Magnetic Force on a Moving Charge

The direction of the force on a charged particle in a field and its acceleration, is perpendicular to the direction of its velocity. The magnitude of this magnetic force is given by:

$\color{orange}{F = qv_{⊥}B}$ or $\orange{F = qvB\cdot\sin\theta}$

  • Where F is the force on the particle (N), v is velocity (m/s), B is magnetic field (T), $\theta$ is angle between velocity vector and magnetic field vector

What factors determine the magnitude of the force?

  • the component of the velocity at right angles to the field
  • the charge
  • the field strength
  • F is proportional to q, B, $\sinθ$

Right Hand Rule for charged particle/current in magnetic field perpendicularly

  1. Place fingers in the direction of the magnetic field (B)

  2. Thumb points in direction of velocity (V) which is in direction of conventional current (+ to -) NOT ELECTRON FLOW

  3. Direction of force (F) on a positive charge is shown by the direction your palm is facing (opposite for negative charge)

  • If a force is applied perpendicular to the velocity vector, it cannot make it speed up or slow down – it can only make it change direction in direction of which the force was applied thus, causing acceleration.
  • The direction of the force is determined using the RHR.
  • The direction of the force F is always perpendicular to the particle’s velocity causing the path to curve at a constant rate undergoing UCM (Uniform Circular Motion).
  • The path of a charged particle with motion perpendicular to the uniform magnetic field is circular.
  • However, it cannot travel in a full circle as the centre is out of the field.
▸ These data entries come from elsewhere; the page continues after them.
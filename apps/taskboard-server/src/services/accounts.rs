//! Registration, credentials and identity management.

use api_protocol::{AccountForm, AssignUserForm, IdentityRef, RegisterRequest, parse_flag};
use auth::{Actor, AuthError, check_strength, policy};
use entities::{Account, Identity, Profile, REQUIRED_MESSAGE, Role, ValidationErrors};
use task_store::{AccountFilter, TaskStore};
use uuid::Uuid;

use super::find_identity;
use crate::config::BootstrapAdmin;
use crate::error::{ServerError, ServerResult};
use crate::middleware::AuthenticatedUser;
use crate::state::AppState;

pub const PASSWORD_MISMATCH: &str = "Passwords don't match.";
pub const CREDENTIALS_REQUIRED: &str = "Must include username and password";
pub const INVALID_CHOICE: &str =
    "Select a valid choice. That choice is not one of the available choices.";
pub const NOT_ASSIGNABLE: &str = "Only accounts with the user role can be assigned to an admin.";

/// Which management listing an account operation goes through.
#[derive(Debug, Clone, Copy, PartialEq, Eq)]
pub enum AccountKind {
    /// Every identity.
    User,
    /// Identities with the admin or superadmin role.
    Admin,
}

impl AccountKind {
    pub fn label(&self) -> &'static str {
        match self {
            Self::User => "User",
            Self::Admin => "Admin",
        }
    }

    fn filter(&self) -> AccountFilter {
        match self {
            Self::User => AccountFilter::default(),
            Self::Admin => AccountFilter::with_roles(&[Role::Admin, Role::Superadmin]),
        }
    }

    fn default_role(&self) -> Role {
        match self {
            Self::User => Role::User,
            Self::Admin => Role::Admin,
        }
    }

    fn includes(&self, role: Role) -> bool {
        match self {
            Self::User => true,
            Self::Admin => role.is_admin(),
        }
    }
}

fn errors_of(result: Result<(), ValidationErrors>) -> ValidationErrors {
    result.err().unwrap_or_default()
}

fn check_password(errors: &mut ValidationErrors, password: &str, username: &str) {
    if let Err(problems) = check_strength(password, username) {
        for problem in problems {
            errors.add("password", problem);
        }
    }
}

/// Parses an optional role; blank means "not given".
fn parse_role(raw: Option<&str>, errors: &mut ValidationErrors) -> Option<Role> {
    let raw = raw.map(str::trim).filter(|r| !r.is_empty())?;
    match raw.parse() {
        Ok(role) => Some(role),
        Err(message) => {
            errors.add("role", message);
            None
        }
    }
}

/// Resolves a reference that must point at an admin or superadmin.
async fn resolve_admin<S: TaskStore>(
    store: &S,
    field: &str,
    raw: &str,
    errors: &mut ValidationErrors,
) -> ServerResult<Option<Uuid>> {
    let Some(reference) = IdentityRef::parse(raw) else {
        return Ok(None);
    };
    let Some(identity) = find_identity(store, &reference).await? else {
        errors.add(field, INVALID_CHOICE);
        return Ok(None);
    };
    let is_admin = store
        .get_profile(identity.id)
        .await?
        .is_some_and(|profile| profile.is_admin());
    if !is_admin {
        errors.add(field, INVALID_CHOICE);
        return Ok(None);
    }
    Ok(Some(identity.id))
}

// ============================================================================
// Self-service
// ============================================================================

/// Creates an identity and its profile from a self-registration.
///
/// Field errors come first; the password confirmation is compared only once
/// every field is valid. Nothing is written unless both checks pass.
pub async fn register<S: TaskStore>(
    state: &AppState<S>,
    request: RegisterRequest,
) -> ServerResult<Account> {
    let mut identity = Identity::new(request.username.trim())
        .with_email(request.email.trim())
        .with_name(request.first_name.trim(), request.last_name.trim());
    let mut errors = errors_of(identity.validate());

    if request.password.is_empty() {
        errors.add("password", REQUIRED_MESSAGE);
    } else {
        check_password(&mut errors, &request.password, &identity.username);
    }
    if request.password_confirm.is_empty() {
        errors.add("passwordConfirm", REQUIRED_MESSAGE);
    }
    let requested_role = parse_role(request.role.as_deref(), &mut errors);
    errors.into_result()?;

    if request.password != request.password_confirm {
        return Err(ServerError::non_field(PASSWORD_MISMATCH));
    }

    let role = policy::registration_role(requested_role, state.config.allow_registration_role);
    identity.password_hash = Some(state.hasher.hash(&request.password)?);
    let profile = Profile::new(identity.id).with_role(role);
    let account = state.store.create_account(identity, profile).await?;

    tracing::info!(
        identity_id = %account.identity.id,
        username = %account.identity.username,
        role = %role,
        "Identity registered"
    );
    Ok(account)
}

/// Verifies credentials and issues an access token.
///
/// An unknown username and a wrong password produce the same error.
pub async fn login<S: TaskStore>(
    state: &AppState<S>,
    username: &str,
    password: &str,
) -> ServerResult<(Account, String)> {
    let username = username.trim();
    if username.is_empty() || password.is_empty() {
        return Err(ServerError::non_field(CREDENTIALS_REQUIRED));
    }

    let identity = state
        .store
        .get_identity_by_username(username)
        .await?
        .ok_or(AuthError::InvalidCredentials)?;
    let hash = identity
        .password_hash
        .as_deref()
        .ok_or(AuthError::InvalidCredentials)?;
    if !state.hasher.verify(password, hash)? {
        tracing::debug!(username = %username, "Password mismatch");
        return Err(AuthError::InvalidCredentials.into());
    }
    if !identity.is_active {
        return Err(AuthError::AccountDisabled.into());
    }

    let token = state
        .jwt_manager
        .generate_token(identity.id, &identity.username)?;
    let profile = state.store.ensure_profile(identity.id).await?;

    tracing::info!(identity_id = %identity.id, "Identity logged in");
    Ok((Account::new(identity, profile), token))
}

/// Revokes the token the request was authenticated with.
pub async fn logout<S: TaskStore>(state: &AppState<S>, user: &AuthenticatedUser) {
    state.revoked_tokens.revoke(&user.claims).await;
    tracing::info!(identity_id = %user.id, "Identity logged out");
}

/// Loads the account of an authenticated identity.
pub async fn current_account<S: TaskStore>(
    state: &AppState<S>,
    identity_id: Uuid,
) -> ServerResult<Account> {
    let identity = state
        .store
        .get_identity(identity_id)
        .await?
        .ok_or(ServerError::AuthenticationRequired)?;
    let profile = state.store.ensure_profile(identity_id).await?;
    Ok(Account::new(identity, profile))
}

/// Creates the configured superadmin unless the username is taken.
pub async fn bootstrap_superadmin<S: TaskStore>(
    state: &AppState<S>,
    admin: &BootstrapAdmin,
) -> ServerResult<Option<Account>> {
    if state
        .store
        .get_identity_by_username(&admin.username)
        .await?
        .is_some()
    {
        tracing::info!(username = %admin.username, "Bootstrap superadmin already exists");
        return Ok(None);
    }

    let identity = Identity::new(admin.username.as_str())
        .with_email(admin.email.as_str())
        .with_password_hash(state.hasher.hash(&admin.password)?);
    identity.validate()?;
    if let Err(problems) = check_strength(&admin.password, &admin.username) {
        tracing::warn!(?problems, "Bootstrap superadmin password is weak");
    }

    let profile = Profile::new(identity.id).with_role(Role::Superadmin);
    let account = state.store.create_account(identity, profile).await?;
    tracing::info!(
        identity_id = %account.identity.id,
        username = %account.identity.username,
        "Bootstrap superadmin created"
    );
    Ok(Some(account))
}

// ============================================================================
// Management (superadmin only)
// ============================================================================

/// Lists the accounts of one management listing, ordered by username.
pub async fn list_accounts<S: TaskStore>(
    state: &AppState<S>,
    actor: &Actor,
    kind: AccountKind,
) -> ServerResult<Vec<Account>> {
    policy::authorize_management(actor).into_result()?;
    let (accounts, _) = state.store.list_accounts(kind.filter()).await?;
    Ok(accounts)
}

async fn load_account<S: TaskStore>(
    state: &AppState<S>,
    kind: AccountKind,
    id: Uuid,
) -> ServerResult<Account> {
    let not_found = || ServerError::NotFound(format!("{} {id}", kind.label()));
    let identity = state.store.get_identity(id).await?.ok_or_else(not_found)?;
    let profile = state.store.ensure_profile(id).await?;
    if !kind.includes(profile.role) {
        return Err(not_found());
    }
    Ok(Account::new(identity, profile))
}

/// Copies the form onto an account, collecting field errors.
///
/// The password changes only when one is supplied.
async fn apply_form<S: TaskStore>(
    state: &AppState<S>,
    account: &mut Account,
    form: AccountForm,
    default_role: Role,
) -> ServerResult<()> {
    let identity = &mut account.identity;
    identity.username = form.username.trim().to_string();
    identity.email = form.email.trim().to_string();
    identity.first_name = form.first_name.trim().to_string();
    identity.last_name = form.last_name.trim().to_string();
    identity.is_active = parse_flag(form.is_active.as_deref());
    let mut errors = errors_of(identity.validate());

    if !form.password.is_empty() {
        if form.password != form.password_confirm {
            errors.add(entities::NON_FIELD_ERRORS, PASSWORD_MISMATCH);
        } else {
            check_password(&mut errors, &form.password, &identity.username);
        }
    }

    let role = parse_role(form.role.as_deref(), &mut errors).unwrap_or(default_role);
    let assigned_admin = match form.assigned_admin.as_deref() {
        Some(raw) => resolve_admin(&state.store, "assignedAdmin", raw, &mut errors).await?,
        None => None,
    };
    errors.into_result()?;

    if !form.password.is_empty() {
        account.identity.password_hash = Some(state.hasher.hash(&form.password)?);
    }
    account.profile.role = role;
    account.profile.assigned_admin = assigned_admin;
    Ok(())
}

/// Creates an identity from the management form.
///
/// An identity created without a password cannot log in.
pub async fn create_account<S: TaskStore>(
    state: &AppState<S>,
    actor: &Actor,
    kind: AccountKind,
    form: AccountForm,
) -> ServerResult<Account> {
    policy::authorize_management(actor).into_result()?;

    let identity = Identity::new("");
    let profile = Profile::new(identity.id);
    let mut account = Account::new(identity, profile);
    apply_form(state, &mut account, form, kind.default_role()).await?;

    let account = state
        .store
        .create_account(account.identity, account.profile)
        .await?;
    tracing::info!(
        identity_id = %account.identity.id,
        role = %account.profile.role,
        created_by = %actor.id,
        "{} created",
        kind.label()
    );
    Ok(account)
}

/// Updates an identity and its profile from the management form.
pub async fn update_account<S: TaskStore>(
    state: &AppState<S>,
    actor: &Actor,
    kind: AccountKind,
    id: Uuid,
    form: AccountForm,
) -> ServerResult<Account> {
    policy::authorize_management(actor).into_result()?;

    let mut account = load_account(state, kind, id).await?;
    let current_role = account.profile.role;
    apply_form(state, &mut account, form, current_role).await?;

    let account = state.store.update_account(account).await?;
    tracing::info!(identity_id = %id, updated_by = %actor.id, "{} updated", kind.label());
    Ok(account)
}

/// Deletes an identity with its profile and tasks. Returns the username.
pub async fn delete_account<S: TaskStore>(
    state: &AppState<S>,
    actor: &Actor,
    kind: AccountKind,
    id: Uuid,
) -> ServerResult<String> {
    policy::authorize_management(actor).into_result()?;

    let account = load_account(state, kind, id).await?;
    state.store.delete_identity(id).await?;
    tracing::info!(identity_id = %id, deleted_by = %actor.id, "{} deleted", kind.label());
    Ok(account.identity.username)
}

/// Places a user-role identity under an admin.
pub async fn assign_user<S: TaskStore>(
    state: &AppState<S>,
    actor: &Actor,
    form: AssignUserForm,
) -> ServerResult<(Account, String)> {
    policy::authorize_management(actor).into_result()?;

    let mut errors = ValidationErrors::new();
    let user = match IdentityRef::parse(&form.user) {
        Some(reference) => {
            let found = find_identity(&state.store, &reference).await?;
            if found.is_none() {
                errors.add("user", INVALID_CHOICE);
            }
            found
        }
        None => {
            errors.add("user", REQUIRED_MESSAGE);
            None
        }
    };
    let admin_id = if form.admin.trim().is_empty() {
        errors.add("admin", REQUIRED_MESSAGE);
        None
    } else {
        resolve_admin(&state.store, "admin", &form.admin, &mut errors).await?
    };

    let profile = match &user {
        Some(identity) => Some(state.store.ensure_profile(identity.id).await?),
        None => None,
    };
    if profile.as_ref().is_some_and(|p| p.role != Role::User) {
        errors.add("user", NOT_ASSIGNABLE);
    }
    errors.into_result()?;

    let (Some(identity), Some(mut profile), Some(admin_id)) = (user, profile, admin_id)
    else {
        return Err(ServerError::Internal("assignment resolved without errors".to_string()));
    };
    profile.assigned_admin = Some(admin_id);
    let profile = state.store.update_profile(profile).await?;
    let admin_username = state
        .store
        .get_identity(admin_id)
        .await?
        .map(|admin| admin.username)
        .unwrap_or_default();

    tracing::info!(identity_id = %identity.id, admin_id = %admin_id, "User assigned to admin");
    Ok((Account::new(identity, profile), admin_username))
}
Uniform Circular Motion for Charged Particle in a Magnetic Field

$\orange{F_{c}= \frac{mv^2}{r}}$

Where Fc is centripetal force (N), m is mass (kg), v is velocity (m/s), r is radius (m)

But centripetal force = magnetic force

$\begin{gather*}\therefore F_{c}=qvB \\ \frac{mv^{2}}{r}=qvB\end{gather*}$

Hence, radius of the particle’s path is given by:

$\color{orange}{r = \frac{mv}{qB}}$

What factors influence $r$?

  • Radius is directly proportional to mass and velocity
  • Radius is inversely proportional to the charge and magnetic field strength

Example:

A proton and electron would experience the same force, but would have a different radius when fired at the same velocity due to mass difference.

IQ: Under what circumstances is a force produced on a current-carrying conductor in a magnetic field?

Motor Effect

Current is given by:

$\color{orange}{I = \frac{q}{\Delta t}}$

A current carrying conductor placed in a magnetic field will experience a force due to the Magnetic field generated by moving charged particles (current) interacting with the external Magnetic field. This force is given by:

$\begin{gather*}\color{orange}{F = Bi_{⊥}L \\ \text{ or } \\ F = BiLsinθ}\end{gather*}$

Where F is force on conductor (N), B is magnetic field (T), I is current running perpendicular to Magnetic field, I is current, L is length of conductor in Magnetic field (m) (diameter when loop), θ is angle between current carrying wire vector and Magnetic field vector.

  • If the current runs parallel to the Magnetic field, the force = 0.

  • Force is at maximum when current is perpendicular to the Magnetic field (θ is 90o)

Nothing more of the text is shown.